На той же неделе Joy Division пригласили играть в ливерпульский Eric’s. Я родилась в Ливерпуле и с большим нетерпением ждала поездки. Мне доставило огромное удовольствие самостоятельно добраться до города и найти клуб; а Йен не забыл включить меня в список гостей. Не то чтобы он часто забывал, но все-таки было бы неловко топтаться у входа без толку. Я вошла в гримерку, разыскивая Йена, и обнаружила его и еще кого-то из ребят за разговором с парочкой молодых поклонниц. Тогда я не придала этому значения, но на следующий день Йен попросил меня не приходить на концерт без Сью или других девушек, мол, это нечестно. Нам постепенно давали понять, что жены и девушки больше не желанные гости. Это в начале их карьеры, когда зрителей приходило мало, мы могли пригодиться для массовки; иногда мы усаживались на усилитель — стеречь, чтобы его не стащили. Было само собой разумеющимся, что мы будем стирать и гладить одежду, упаковывать чемоданы и оправдываться за них перед начальством, но времена изменились, и мы стали вредны для имиджа. Роб Греттон принял вину на себя, но, говоря начистоту, никто не лишал парней права на собственное мнение. Если они были не согласны с «антиженской» политикой, то могли хотя бы высказаться по этому поводу. Я была ужасно огорчена: все происходившее напоминало времена моей беременности. Я тогда уже не влезала в джинсы и в панике одолжила мамино платье. Когда я пришла на концерт, Тони только покосился на меня, а потом отвернулся, ничего не сказав, даже не поздоровавшись. В тот момент я впервые почувствовала, что мое присутствие может быть нежеланным или даже неприемлемым.

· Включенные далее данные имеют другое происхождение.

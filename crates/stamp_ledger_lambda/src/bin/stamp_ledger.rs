use lambda_runtime::{service_fn, Error, LambdaEvent};
use serde_json::Value;
use stamp_ledger_lambda::adapters::dynamodb::DynamoCounterStore;
use stamp_ledger_lambda::config::LedgerConfig;
use stamp_ledger_lambda::handlers::ledger::{handle_ledger_event, ApiGatewayResponse};
use stamp_ledger_lambda::telemetry;

async fn handle_request(
    event: LambdaEvent<Value>,
    store: &DynamoCounterStore,
) -> Result<ApiGatewayResponse, Error> {
    Ok(handle_ledger_event(event.payload, store))
}

#[tokio::main]
async fn main() -> Result<(), Error> {
    let config = LedgerConfig::from_env()?;
    telemetry::init(config.log_format);

    let store = DynamoCounterStore::connect(&config).await;
    tracing::info!(
        component = "stamp_ledger",
        event = "runtime_started",
        table_name = store.table_name(),
    );

    let store = &store;
    lambda_runtime::run(service_fn(move |event: LambdaEvent<Value>| async move {
        handle_request(event, store).await
    }))
    .await
}
mod support;

use proptest::prelude::*;
use stamp_ledger_lambda::adapters::memory::InMemoryCounterStore;
use stamp_ledger_lambda::handlers::ledger::handle_ledger_event;
use stamp_ledger_lambda::runtime::record::{StampKey, StampRecord};
use support::events::{add_event, delete_event, outcome, reset_event, CUSTOMER_ID, STORE_ID};

const MAX_STAMPS: i64 = 1_000_000;

fn key() -> StampKey {
    StampKey::new(STORE_ID, CUSTOMER_ID)
}

proptest! {
    #[test]
    fn consecutive_adds_sum(first in 0..MAX_STAMPS, second in 0..MAX_STAMPS) {
        let store = InMemoryCounterStore::new();

        handle_ledger_event(add_event(STORE_ID, CUSTOMER_ID, first), &store);
        handle_ledger_event(add_event(STORE_ID, CUSTOMER_ID, second), &store);

        prop_assert_eq!(store.stamps(&key()), Some(first + second));
    }

    #[test]
    fn delete_clamps_at_zero(current in 0..MAX_STAMPS, requested in 0..MAX_STAMPS) {
        let store = InMemoryCounterStore::with_records([StampRecord::new(key(), current)]);

        let response = handle_ledger_event(delete_event(STORE_ID, CUSTOMER_ID, requested), &store);

        prop_assert_eq!(response.status_code, 200);
        prop_assert_eq!(store.stamps(&key()), Some((current - requested).max(0)));
    }

    #[test]
    fn reset_zeroes_existing_and_is_idempotent(current in 0..MAX_STAMPS) {
        let store = InMemoryCounterStore::with_records([StampRecord::new(key(), current)]);

        handle_ledger_event(reset_event(STORE_ID, CUSTOMER_ID), &store);
        prop_assert_eq!(store.stamps(&key()), Some(0));

        let second = handle_ledger_event(reset_event(STORE_ID, CUSTOMER_ID), &store);
        prop_assert_eq!(outcome(&second), "reset");
        prop_assert_eq!(store.stamps(&key()), Some(0));
        prop_assert_eq!(store.len(), 1);
    }

    #[test]
    fn mixed_operations_never_go_negative(
        operations in prop::collection::vec((0u8..3, 0..MAX_STAMPS), 1..20)
    ) {
        let store = InMemoryCounterStore::new();

        for (kind, count) in operations {
            let event = match kind {
                0 => add_event(STORE_ID, CUSTOMER_ID, count),
                1 => delete_event(STORE_ID, CUSTOMER_ID, count),
                _ => reset_event(STORE_ID, CUSTOMER_ID),
            };
            handle_ledger_event(event, &store);
            if let Some(stamps) = store.stamps(&key()) {
                prop_assert!(stamps >= 0);
            }
        }
    }
}

#[test]
fn reset_on_missing_key_creates_nothing() {
    let store = InMemoryCounterStore::new();

    let first = handle_ledger_event(reset_event(STORE_ID, CUSTOMER_ID), &store);
    let second = handle_ledger_event(reset_event(STORE_ID, CUSTOMER_ID), &store);

    assert_eq!(outcome(&first), "not_found");
    assert_eq!(outcome(&second), "not_found");
    assert!(store.is_empty());
}
//! AWS-oriented adapters and handlers for the stamp ledger.
//!
//! This crate owns runtime integration details (the Lambda handler, counter
//! store adapters, configuration and telemetry) and re-exports the core
//! contract under a single `runtime` module boundary.

pub mod adapters;
pub mod config;
pub mod handlers;
pub mod telemetry;

pub mod runtime {
    pub use stamp_ledger_core::{contract, record, stamps};
}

Только Стив Моррис продолжал везде брать с собой девушку. Он не высказывал никаких возражений, а просто не слушал того, что говорят другие. С точки зрения управления группой, был, вероятно, смысл держать заботливых женщин подальше от сцены. Это укрепляло отношения внутри группы и позволяло сосредоточиться на главном. Если Йен собирался изображать истерзанную душу на сцене, это было легче сделать без настороженного взгляда женщины, которая стирает его трусы.

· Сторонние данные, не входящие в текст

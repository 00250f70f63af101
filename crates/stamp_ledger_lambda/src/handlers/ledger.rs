use serde::{Deserialize, Serialize};
use serde_json::{json, Value};
use tracing::{error, info, warn};

use crate::adapters::counter_store::{CounterStore, StoreError};
use crate::runtime::contract::{
    parse_request, LedgerOutcome, OutcomeKind, RequestType, StampRequest, ValidationError,
};
use crate::runtime::record::{StampKey, StampRecord, UpdateSpec};
use crate::runtime::stamps;

const COMPONENT: &str = "ledger_handler";

#[derive(Debug, Clone, Serialize, Deserialize, PartialEq)]
pub struct ApiGatewayResponse {
    #[serde(rename = "statusCode")]
    pub status_code: u16,
    pub headers: Value,
    pub body: String,
}

#[derive(Debug, Clone, PartialEq, Eq, thiserror::Error)]
pub enum LedgerError {
    #[error(transparent)]
    Validation(#[from] ValidationError),
    #[error("{0} is not implemented")]
    NotImplemented(RequestType),
    #[error(transparent)]
    Store(#[from] StoreError),
}

impl LedgerError {
    pub fn status_code(&self) -> u16 {
        match self {
            Self::Validation(_) => 400,
            Self::NotImplemented(_) => 501,
            Self::Store(_) => 502,
        }
    }

    pub fn error_code(&self) -> &'static str {
        match self {
            Self::Validation(error) => error.error_code(),
            Self::NotImplemented(_) => "not_implemented",
            Self::Store(_) => "store_error",
        }
    }
}

/// Entry point shared by the Lambda and local-invoke binaries. Every outcome,
/// including failures, is rendered as a response; nothing is propagated to the
/// runtime.
pub fn handle_ledger_event(event: Value, store: &dyn CounterStore) -> ApiGatewayResponse {
    let request = match normalize_apigw_event(event)
        .map_err(ValidationError::Malformed)
        .and_then(parse_request)
    {
        Ok(value) => value,
        Err(error) => return failure(LedgerError::from(error)),
    };

    let span = tracing::info_span!(
        "ledger_request",
        request_type = %request.request_type(),
        store_id = %request.store_id(),
    );
    let _entered = span.enter();

    match execute(&request, store) {
        Ok(outcome) => {
            log_outcome(&outcome);
            success_response(200, &outcome)
        }
        Err(error) => failure(error),
    }
}

pub fn execute(
    request: &StampRequest,
    store: &dyn CounterStore,
) -> Result<LedgerOutcome, LedgerError> {
    match request {
        StampRequest::GetStamps { key } => get_stamps(key, store),
        StampRequest::AddStamps {
            key,
            number_of_stamps,
        } => add_stamps(key, *number_of_stamps, store),
        StampRequest::ResetStamps { key } => reset_stamps(key, store),
        StampRequest::DeleteStamps {
            key,
            number_of_stamps,
        } => delete_stamps(key, *number_of_stamps, store),
        StampRequest::SetupCustomer { .. } => {
            Err(LedgerError::NotImplemented(RequestType::SetupCustomer))
        }
    }
}

fn get_stamps(key: &StampKey, store: &dyn CounterStore) -> Result<LedgerOutcome, LedgerError> {
    match store.get_item(key)? {
        Some(record) => Ok(stamps::found(record.key, record.stamps)),
        None => Ok(stamps::not_found(RequestType::GetStamps, key.clone())),
    }
}

fn add_stamps(
    key: &StampKey,
    number_of_stamps: i64,
    store: &dyn CounterStore,
) -> Result<LedgerOutcome, LedgerError> {
    if let Some(current) = store.get_item(key)? {
        // Stored counts must stay readable as i64 after the additive update.
        if current.stamps.checked_add(number_of_stamps).is_none() {
            return Err(ValidationError::StampCountOverflow {
                current: current.stamps,
                added: number_of_stamps,
            }
            .into());
        }
        let updated = store.update_item(key, UpdateSpec::Add(number_of_stamps))?;
        return Ok(stamps::added(key.clone(), number_of_stamps, updated.stamps, false));
    }

    // A miss followed by a put: two first adds racing on one key keep the last.
    store.put_item(&StampRecord::new(key.clone(), number_of_stamps))?;
    Ok(stamps::added(key.clone(), number_of_stamps, number_of_stamps, true))
}

fn reset_stamps(key: &StampKey, store: &dyn CounterStore) -> Result<LedgerOutcome, LedgerError> {
    if store.get_item(key)?.is_none() {
        return Ok(stamps::not_found(RequestType::ResetStamps, key.clone()));
    }
    store.update_item(key, UpdateSpec::Set(0))?;
    Ok(stamps::reset(key.clone()))
}

fn delete_stamps(
    key: &StampKey,
    number_of_stamps: i64,
    store: &dyn CounterStore,
) -> Result<LedgerOutcome, LedgerError> {
    let Some(current) = store.get_item(key)? else {
        return Ok(stamps::not_found(RequestType::DeleteStamps, key.clone()));
    };

    // Read-then-set, not conditional: a concurrent writer on this key can be lost.
    let new_stamps = stamps::clamped_decrement(current.stamps, number_of_stamps);
    store.update_item(key, UpdateSpec::Set(new_stamps))?;
    Ok(stamps::deleted(key.clone(), number_of_stamps, new_stamps))
}

fn normalize_apigw_event(event: Value) -> Result<Value, String> {
    let Some(object) = event.as_object() else {
        return Err("Request payload must be a JSON object".to_string());
    };

    let Some(body) = object.get("body") else {
        return Ok(event);
    };

    match body {
        Value::Null => Ok(json!({})),
        Value::Object(_) => Ok(body.clone()),
        Value::String(text) => {
            serde_json::from_str(text).map_err(|error| format!("Malformed JSON body: {error}"))
        }
        _ => Err("Request body must be a JSON object".to_string()),
    }
}

fn log_outcome(outcome: &LedgerOutcome) {
    let event_name = match outcome.outcome {
        OutcomeKind::Found => "stamps_read",
        OutcomeKind::Created | OutcomeKind::Incremented => "stamps_added",
        OutcomeKind::Reset => "stamps_reset",
        OutcomeKind::Decremented => "stamps_deleted",
        OutcomeKind::NotFound => "record_not_found",
    };
    info!(
        component = COMPONENT,
        event = event_name,
        outcome = ?outcome.outcome,
        store_id = %outcome.key.store_id,
        customer_id = %outcome.key.customer_id,
        stamps = outcome.stamps,
        mutated = outcome.outcome.is_mutation(),
    );
}

fn failure(error: LedgerError) -> ApiGatewayResponse {
    match &error {
        LedgerError::Validation(_) => {
            warn!(component = COMPONENT, event = "request_rejected", error = %error);
        }
        LedgerError::NotImplemented(_) => {
            warn!(component = COMPONENT, event = "not_implemented", error = %error);
        }
        LedgerError::Store(_) => {
            error!(component = COMPONENT, event = "store_failed", error = %error);
        }
    }

    error_response(
        error.status_code(),
        json!({
            "error": error.error_code(),
            "message": error.to_string(),
        }),
    )
}

fn success_response(status_code: u16, payload: impl Serialize) -> ApiGatewayResponse {
    ApiGatewayResponse {
        status_code,
        headers: json!({"Content-Type": "application/json"}),
        body: serde_json::to_string(&payload).expect("response payload should serialize"),
    }
}

fn error_response(status_code: u16, payload: Value) -> ApiGatewayResponse {
    ApiGatewayResponse {
        status_code,
        headers: json!({"Content-Type": "application/json"}),
        body: payload.to_string(),
    }
}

Как бы то ни было, между нами ширилась пропасть. Мы никогда не говорили о том, что достать наркотики стало легче с тех пор, как группа обрела популярность, но Йен знал о моем отношении к ним. Я видела его мрачный настрой, знала о передозировке, случившейся еще в школе, и подростковых идеях о смерти. В довершение всего он теперь принимал лекарства, а их точно не следовало мешать с другими веществами. Когда я после концертов заходила в гримерку, случалось, разговор внезапно умолкал, косяки поспешно перебрасывались Тони, а Йен принимал такой вид, будто и не прикасался к ним. Остальные просто не понимали моего неприятия наркотиков. Мне же никогда не приходило в голову рассказать им о прошлом Йена — оглядываясь назад, я понимаю, что слишком ценила, насколько давно его знаю, и не хотела ни с кем этим делиться.
Фестиваль в окрестностях города Ли в конце августа 1979 года был устроен общими усилиями двух музыкальных лейблов, Zoo и Factory. Он должен был стать ярким событием и по меньшей мере положить начало целой фестивальной традиции. Я помнила, что мне было велено не появляться на концертах без других девушек, так что заранее позаботилась о том, чтобы Сью Самнер поехала со мной. День был солнечным и теплым, и я пожалела, что не взяла с собой Натали. Я поделилась этим с Йеном, но он был слишком увлечен обсуждением особенно большой кучи в туалетной кабинке, так что, видимо, не услышал.
Благодаря господину главному констеблю Джеймсу Андертону и полному отсутствию рекламы, все въезды в городок Ли были закрыты на целый день, а полицейских на фестивале, кажется, было больше, чем посетителей. Безрезультатно скатавшись до города за едой, мы наткнулись на дорожное заграждение. Короткий, толстый детина в джинсах жестом приказал мне остановить машину и, показав что-то похожее на проездной билет (рассмотреть не дал), скомандовал нам выйти. Пока три полицейских (двое мужчин и одна женщина) обыскивали нас и «Морис Тревелер», этот толстый дурак издевался над автомобилем, возможно, пытаясь нас спровоцировать. Йен сказал мне, что кое-кто из Factory провозил травку, но, конечно, его машину не остановили. Йен и Бернард отнеслись ко всему с полным хладнокровием.